CD-ROM (DVD, showing my age)

D drive hex

As you can see from the ASCII this tells you it’s a CDROM drive. Simples.

Skip the USB Pen Drives as they are covered in the USB Forensic series

“My Drive”

Here we have the G: drive which is the USB HDD known as “My Drive”

G drive hex

The first 4 pairs of Hex (00 73 B5 A4) are the important ones in terms of identifying the drive. These show the Disk Signature of the drive.

Using a program like HxD it is possible to open the drive up (other Hex editors are available) and so far I have always found the Disk Signature at 001b8-001bb

hxd output

This disk signature will change if the disk is formatted. Therefore proving with a high degree of certainty that this is the device you are looking for. After all in order to get this number twice from the generated system would be 1:(16*16*16*16*16*16*16*16), so possible, but very unlikely.

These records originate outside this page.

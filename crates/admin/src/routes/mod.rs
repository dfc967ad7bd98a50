//! HTTP route handlers for the admin panel.
//!
//! # Route Structure
//!
//! ```text
//! GET  /                       - Dashboard (counts + recent orders)
//!
//! # Auth
//! GET  /auth/login             - Login page
//! POST /auth/login             - Login action
//! POST /auth/logout            - Logout action
//!
//! # Products (ManageCatalog for mutations)
//! GET  /products               - Product list with low-stock flags
//! GET  /products/new           - Create form
//! POST /products/new           - Create product
//! GET  /products/{id}/edit     - Edit form with variants
//! POST /products/{id}/edit     - Update product
//! POST /products/{id}/variants - Add variant
//! POST /products/{id}/variants/{vid}/delete - Delete variant
//! POST /products/{id}/delete   - Deactivate product
//!
//! # Orders (ManageOrders for mutations)
//! GET  /orders                 - Order list, `?status=` filter
//! GET  /orders/{id}            - Order detail with snapshot lines
//! POST /orders/{id}/status     - Walk the order status forward
//! POST /orders/{id}/payment    - Mark payment paid/refunded
//!
//! # Customers (ViewCustomers)
//! GET  /customers              - Customer list with order counts
//! GET  /customers/{id}         - Customer detail + their orders
//!
//! # Admin users (ManageAdminUsers, super admin only)
//! GET  /admin-users            - List + create form
//! POST /admin-users            - Create admin user
//! POST /admin-users/{id}/role  - Change role
//! POST /admin-users/{id}/delete - Delete admin user
//! ```

pub mod admin_users;
pub mod auth;
pub mod customers;
pub mod dashboard;
pub mod orders;
pub mod products;

use axum::{
    Router,
    routing::{get, post},
};
use serde::Deserialize;
use tower_sessions::Session;

use wildbloom_core::Permission;

use crate::db::security_events::{self, SecurityEvent, SecurityEventKind};
use crate::error::AppError;
use crate::middleware::{ClientIp, auth_rate_limiter};
use crate::models::CurrentAdmin;
use crate::security::csrf;
use crate::state::AppState;

/// Cache-busting version for the stylesheet, emitted by the build script.
const CSS_VERSION: &str = env!("CSS_VERSION");

/// Header and navigation data rendered on every authenticated page.
///
/// The permission booleans drive which nav links and action forms the
/// templates render. Hiding a form is cosmetic; the permission gates on the
/// POST routes are what actually enforce the role map.
pub struct NavView {
    /// Display name of the logged-in admin.
    pub admin_name: String,
    /// Role label shown next to the name.
    pub role_label: &'static str,
    pub can_manage_catalog: bool,
    pub can_manage_orders: bool,
    pub can_view_customers: bool,
    pub can_manage_admin_users: bool,
    /// Session CSRF token; every form on the page embeds it.
    pub csrf_token: String,
    /// Stylesheet version appended to its URL.
    pub css_version: &'static str,
}

impl NavView {
    /// Build the navigation data for the current request.
    ///
    /// # Errors
    ///
    /// Returns `AppError` if the session can't be read.
    pub async fn load(session: &Session, admin: &CurrentAdmin) -> Result<Self, AppError> {
        let csrf_token = csrf::token(session).await?;

        Ok(Self {
            admin_name: admin.name.clone(),
            role_label: admin.role.label(),
            can_manage_catalog: admin.role.permits(Permission::ManageCatalog),
            can_manage_orders: admin.role.permits(Permission::ManageOrders),
            can_view_customers: admin.role.permits(Permission::ViewCustomers),
            can_manage_admin_users: admin.role.permits(Permission::ManageAdminUsers),
            csrf_token,
            css_version: CSS_VERSION,
        })
    }
}

/// Form carrying only a CSRF token, for plain action buttons.
#[derive(Debug, Deserialize)]
pub struct CsrfForm {
    #[serde(default)]
    pub csrf_token: String,
}

/// Verify the CSRF token on a form submission.
///
/// Rejections are recorded to the security event log before the request is
/// refused.
///
/// # Errors
///
/// Returns `AppError::Forbidden` when the token is missing or wrong.
pub async fn require_csrf(
    state: &AppState,
    session: &Session,
    ip: &ClientIp,
    submitted: &str,
) -> Result<(), AppError> {
    if csrf::verify(session, submitted).await {
        return Ok(());
    }

    security_events::record(
        state.pool(),
        SecurityEventKind::CsrfRejected,
        SecurityEvent::default().with_ip(ip.as_string()),
    )
    .await;

    Err(AppError::Forbidden("CSRF token mismatch".to_string()))
}

/// Create the auth routes router.
pub fn auth_routes() -> Router<AppState> {
    Router::new()
        .route("/login", get(auth::login_page).post(auth::login))
        .route("/logout", post(auth::logout))
}

/// Create the product routes router.
pub fn product_routes() -> Router<AppState> {
    Router::new()
        .route("/", get(products::index))
        .route("/new", get(products::new_page).post(products::create))
        .route("/{id}/edit", get(products::edit_page).post(products::update))
        .route("/{id}/variants", post(products::add_variant))
        .route("/{id}/variants/{vid}/delete", post(products::delete_variant))
        .route("/{id}/delete", post(products::deactivate))
}

/// Create the order routes router.
pub fn order_routes() -> Router<AppState> {
    Router::new()
        .route("/", get(orders::index))
        .route("/{id}", get(orders::show))
        .route("/{id}/status", post(orders::update_status))
        .route("/{id}/payment", post(orders::update_payment))
}

/// Create the customer routes router.
pub fn customer_routes() -> Router<AppState> {
    Router::new()
        .route("/", get(customers::index))
        .route("/{id}", get(customers::show))
}

/// Create the admin user routes router.
pub fn admin_user_routes() -> Router<AppState> {
    Router::new()
        .route("/", get(admin_users::index).post(admin_users::create))
        .route("/{id}/role", post(admin_users::update_role))
        .route("/{id}/delete", post(admin_users::delete))
}

/// Create all routes for the admin panel.
pub fn routes() -> Router<AppState> {
    Router::new()
        // Dashboard
        .route("/", get(dashboard::index))
        // Product management
        .nest("/products", product_routes())
        // Order management
        .nest("/orders", order_routes())
        // Customer lookups
        .nest("/customers", customer_routes())
        // Admin account management
        .nest("/admin-users", admin_user_routes())
        // Auth routes, strictly rate limited per IP
        .nest("/auth", auth_routes().layer(auth_rate_limiter()))
}
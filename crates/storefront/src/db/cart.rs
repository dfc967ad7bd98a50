//! Cart item persistence.
//!
//! A cart row belongs to exactly one owner: a registered user or a guest
//! token, never both (enforced by a CHECK constraint). Every query here
//! binds both owner columns with `IS NOT DISTINCT FROM` so the same SQL
//! serves either kind of owner.
//!
//! Mutations that need a stock check run inside a caller-owned transaction
//! that locks the cart line before the product row, so every writer
//! acquires its locks in the same order.

use chrono::{DateTime, Utc};
use rust_decimal::Decimal;
use sqlx::{PgPool, Postgres, Transaction};

use wildbloom_core::{CartItemId, Money, ProductId, Slug, VariantId};

use super::RepositoryError;
use crate::models::cart::{CartLine, CartOwner};

/// A raw cart row, before joining catalog data. Used by merge and checkout.
#[derive(Debug, Clone, Copy)]
pub struct CartItem {
    pub id: CartItemId,
    pub product_id: ProductId,
    pub variant_id: Option<VariantId>,
    pub quantity: i32,
}

#[derive(Debug, sqlx::FromRow)]
struct CartItemRow {
    id: i32,
    product_id: i32,
    variant_id: Option<i32>,
    quantity: i32,
}

impl From<CartItemRow> for CartItem {
    fn from(row: CartItemRow) -> Self {
        Self {
            id: CartItemId::new(row.id),
            product_id: ProductId::new(row.product_id),
            variant_id: row.variant_id.map(VariantId::new),
            quantity: row.quantity,
        }
    }
}

#[derive(Debug, sqlx::FromRow)]
struct CartLineRow {
    id: i32,
    product_id: i32,
    product_slug: String,
    product_name: String,
    variant_id: Option<i32>,
    variant_name: Option<String>,
    quantity: i32,
    unit_price: Decimal,
    available: Option<i32>,
    updated_at: DateTime<Utc>,
}

impl TryFrom<CartLineRow> for CartLine {
    type Error = RepositoryError;

    fn try_from(row: CartLineRow) -> Result<Self, Self::Error> {
        let product_slug = Slug::parse(&row.product_slug).map_err(|e| {
            RepositoryError::DataCorruption(format!("invalid slug in database: {e}"))
        })?;

        Ok(Self {
            id: CartItemId::new(row.id),
            product_id: ProductId::new(row.product_id),
            product_slug,
            product_name: row.product_name,
            variant_id: row.variant_id.map(VariantId::new),
            variant_name: row.variant_name,
            quantity: row.quantity,
            unit_price: Money::from_decimal(row.unit_price),
            available: row.available,
            updated_at: row.updated_at,
        })
    }
}

/// List the owner's cart joined with live catalog data, oldest line first.
///
/// Lines whose product has been deactivated drop out of the join; the
/// service layer treats their absence as removal.
///
/// # Errors
///
/// Returns `RepositoryError::Database` if the query fails.
/// Returns `RepositoryError::DataCorruption` if a stored slug is invalid.
pub async fn list_lines(
    pool: &PgPool,
    owner: CartOwner,
) -> Result<Vec<CartLine>, RepositoryError> {
    let (user_id, guest_token) = owner.into_columns();

    let rows = sqlx::query_as::<_, CartLineRow>(
        "SELECT ci.id, ci.product_id, p.slug AS product_slug, p.name AS product_name,
                ci.variant_id, v.name AS variant_name, ci.quantity,
                COALESCE(v.price, p.price) AS unit_price,
                CASE
                    WHEN NOT p.track_inventory THEN NULL
                    ELSE GREATEST(COALESCE(v.inventory_quantity, p.inventory_quantity), 0)
                END AS available,
                ci.updated_at
         FROM shop.cart_items ci
         JOIN shop.products p ON p.id = ci.product_id AND p.active
         LEFT JOIN shop.product_variants v ON v.id = ci.variant_id
         WHERE ci.user_id IS NOT DISTINCT FROM $1
           AND ci.guest_token IS NOT DISTINCT FROM $2
         ORDER BY ci.created_at, ci.id",
    )
    .bind(user_id)
    .bind(guest_token)
    .fetch_all(pool)
    .await?;

    rows.into_iter().map(CartLine::try_from).collect()
}

/// Total quantity across the owner's cart, for the header badge.
///
/// # Errors
///
/// Returns `RepositoryError::Database` if the query fails.
pub async fn count_items(pool: &PgPool, owner: CartOwner) -> Result<i64, RepositoryError> {
    let (user_id, guest_token) = owner.into_columns();

    let count: i64 = sqlx::query_scalar(
        "SELECT COALESCE(SUM(ci.quantity), 0)
         FROM shop.cart_items ci
         JOIN shop.products p ON p.id = ci.product_id AND p.active
         WHERE ci.user_id IS NOT DISTINCT FROM $1
           AND ci.guest_token IS NOT DISTINCT FROM $2",
    )
    .bind(user_id)
    .bind(guest_token)
    .fetch_one(pool)
    .await?;

    Ok(count)
}

/// Find the owner's line for a product/variant pair, locking it if present.
///
/// # Errors
///
/// Returns `RepositoryError::Database` if the query fails.
pub async fn find_line(
    tx: &mut Transaction<'_, Postgres>,
    owner: CartOwner,
    product_id: ProductId,
    variant_id: Option<VariantId>,
) -> Result<Option<CartItem>, RepositoryError> {
    let (user_id, guest_token) = owner.into_columns();

    let row = sqlx::query_as::<_, CartItemRow>(
        "SELECT id, product_id, variant_id, quantity
         FROM shop.cart_items
         WHERE user_id IS NOT DISTINCT FROM $1
           AND guest_token IS NOT DISTINCT FROM $2
           AND product_id = $3
           AND variant_id IS NOT DISTINCT FROM $4
         FOR UPDATE",
    )
    .bind(user_id)
    .bind(guest_token)
    .bind(product_id)
    .bind(variant_id)
    .fetch_optional(&mut **tx)
    .await?;

    Ok(row.map(CartItem::from))
}

/// Look up a single line by ID, verifying it belongs to the owner.
///
/// # Errors
///
/// Returns `RepositoryError::Database` if the query fails.
pub async fn get_line(
    tx: &mut Transaction<'_, Postgres>,
    owner: CartOwner,
    line_id: CartItemId,
) -> Result<Option<CartItem>, RepositoryError> {
    let (user_id, guest_token) = owner.into_columns();

    let row = sqlx::query_as::<_, CartItemRow>(
        "SELECT id, product_id, variant_id, quantity
         FROM shop.cart_items
         WHERE id = $1
           AND user_id IS NOT DISTINCT FROM $2
           AND guest_token IS NOT DISTINCT FROM $3
         FOR UPDATE",
    )
    .bind(line_id)
    .bind(user_id)
    .bind(guest_token)
    .fetch_optional(&mut **tx)
    .await?;

    Ok(row.map(CartItem::from))
}

/// Insert a new cart line for the owner.
///
/// # Errors
///
/// Returns `RepositoryError::Conflict` if a line for the same product and
/// variant already exists, `RepositoryError::Database` otherwise.
pub async fn insert_line(
    tx: &mut Transaction<'_, Postgres>,
    owner: CartOwner,
    product_id: ProductId,
    variant_id: Option<VariantId>,
    quantity: i32,
) -> Result<CartItemId, RepositoryError> {
    let (user_id, guest_token) = owner.into_columns();

    let id: i32 = sqlx::query_scalar(
        "INSERT INTO shop.cart_items (user_id, guest_token, product_id, variant_id, quantity)
         VALUES ($1, $2, $3, $4, $5)
         RETURNING id",
    )
    .bind(user_id)
    .bind(guest_token)
    .bind(product_id)
    .bind(variant_id)
    .bind(quantity)
    .fetch_one(&mut **tx)
    .await
    .map_err(|e| {
        if let sqlx::Error::Database(ref db_err) = e
            && db_err.is_unique_violation()
        {
            return RepositoryError::Conflict(
                "cart already has a line for this product".to_string(),
            );
        }
        RepositoryError::from(e)
    })?;

    Ok(CartItemId::new(id))
}

/// Overwrite a line's quantity.
///
/// # Errors
///
/// Returns `RepositoryError::NotFound` if the line no longer exists,
/// `RepositoryError::Database` otherwise.
pub async fn set_line_quantity(
    tx: &mut Transaction<'_, Postgres>,
    line_id: CartItemId,
    quantity: i32,
) -> Result<(), RepositoryError> {
    let result = sqlx::query(
        "UPDATE shop.cart_items
         SET quantity = $1, updated_at = now()
         WHERE id = $2",
    )
    .bind(quantity)
    .bind(line_id)
    .execute(&mut **tx)
    .await?;

    if result.rows_affected() == 0 {
        return Err(RepositoryError::NotFound);
    }

    Ok(())
}

/// Delete one of the owner's lines. Returns whether a row was removed.
///
/// # Errors
///
/// Returns `RepositoryError::Database` if the query fails.
pub async fn delete_line(
    pool: &PgPool,
    owner: CartOwner,
    line_id: CartItemId,
) -> Result<bool, RepositoryError> {
    let (user_id, guest_token) = owner.into_columns();

    let result = sqlx::query(
        "DELETE FROM shop.cart_items
         WHERE id = $1
           AND user_id IS NOT DISTINCT FROM $2
           AND guest_token IS NOT DISTINCT FROM $3",
    )
    .bind(line_id)
    .bind(user_id)
    .bind(guest_token)
    .execute(pool)
    .await?;

    Ok(result.rows_affected() > 0)
}

/// Remove every line in the owner's cart.
///
/// # Errors
///
/// Returns `RepositoryError::Database` if the query fails.
pub async fn clear(pool: &PgPool, owner: CartOwner) -> Result<(), RepositoryError> {
    let (user_id, guest_token) = owner.into_columns();

    sqlx::query(
        "DELETE FROM shop.cart_items
         WHERE user_id IS NOT DISTINCT FROM $1
           AND guest_token IS NOT DISTINCT FROM $2",
    )
    .bind(user_id)
    .bind(guest_token)
    .execute(pool)
    .await?;

    Ok(())
}

/// Transaction-scoped variant of [`clear`], used by merge and checkout.
///
/// # Errors
///
/// Returns `RepositoryError::Database` if the query fails.
pub async fn clear_in_tx(
    tx: &mut Transaction<'_, Postgres>,
    owner: CartOwner,
) -> Result<(), RepositoryError> {
    let (user_id, guest_token) = owner.into_columns();

    sqlx::query(
        "DELETE FROM shop.cart_items
         WHERE user_id IS NOT DISTINCT FROM $1
           AND guest_token IS NOT DISTINCT FROM $2",
    )
    .bind(user_id)
    .bind(guest_token)
    .execute(&mut **tx)
    .await?;

    Ok(())
}

/// List and lock every raw line in the owner's cart, oldest first.
///
/// Merge and checkout both start here so that two operations over the same
/// cart serialize instead of interleaving.
///
/// # Errors
///
/// Returns `RepositoryError::Database` if the query fails.
pub async fn list_items_for_update(
    tx: &mut Transaction<'_, Postgres>,
    owner: CartOwner,
) -> Result<Vec<CartItem>, RepositoryError> {
    let (user_id, guest_token) = owner.into_columns();

    let rows = sqlx::query_as::<_, CartItemRow>(
        "SELECT id, product_id, variant_id, quantity
         FROM shop.cart_items
         WHERE user_id IS NOT DISTINCT FROM $1
           AND guest_token IS NOT DISTINCT FROM $2
         ORDER BY created_at, id
         FOR UPDATE",
    )
    .bind(user_id)
    .bind(guest_token)
    .fetch_all(&mut **tx)
    .await?;

    Ok(rows.into_iter().map(CartItem::from).collect())
}

/// Delete a single line inside a transaction, without an owner check.
///
/// Only called with IDs read under lock in the same transaction.
///
/// # Errors
///
/// Returns `RepositoryError::Database` if the query fails.
pub async fn delete_line_in_tx(
    tx: &mut Transaction<'_, Postgres>,
    line_id: CartItemId,
) -> Result<(), RepositoryError> {
    sqlx::query("DELETE FROM shop.cart_items WHERE id = $1")
        .bind(line_id)
        .execute(&mut **tx)
        .await?;

    Ok(())
}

The remaining Hex is related to offsets, if you search for “disk cloning” or “disk signature collisions” you will see many articles explaining the full breakdown.

How is this even useful?

Well from the USB Forensics series you will see that it was a little inconclusive in places and proving that the “My Drive” device was plugged and hadn’t been formatted since was difficult. Using this method you now at least have an alternative to the volume ID for slower non-readyboost devices.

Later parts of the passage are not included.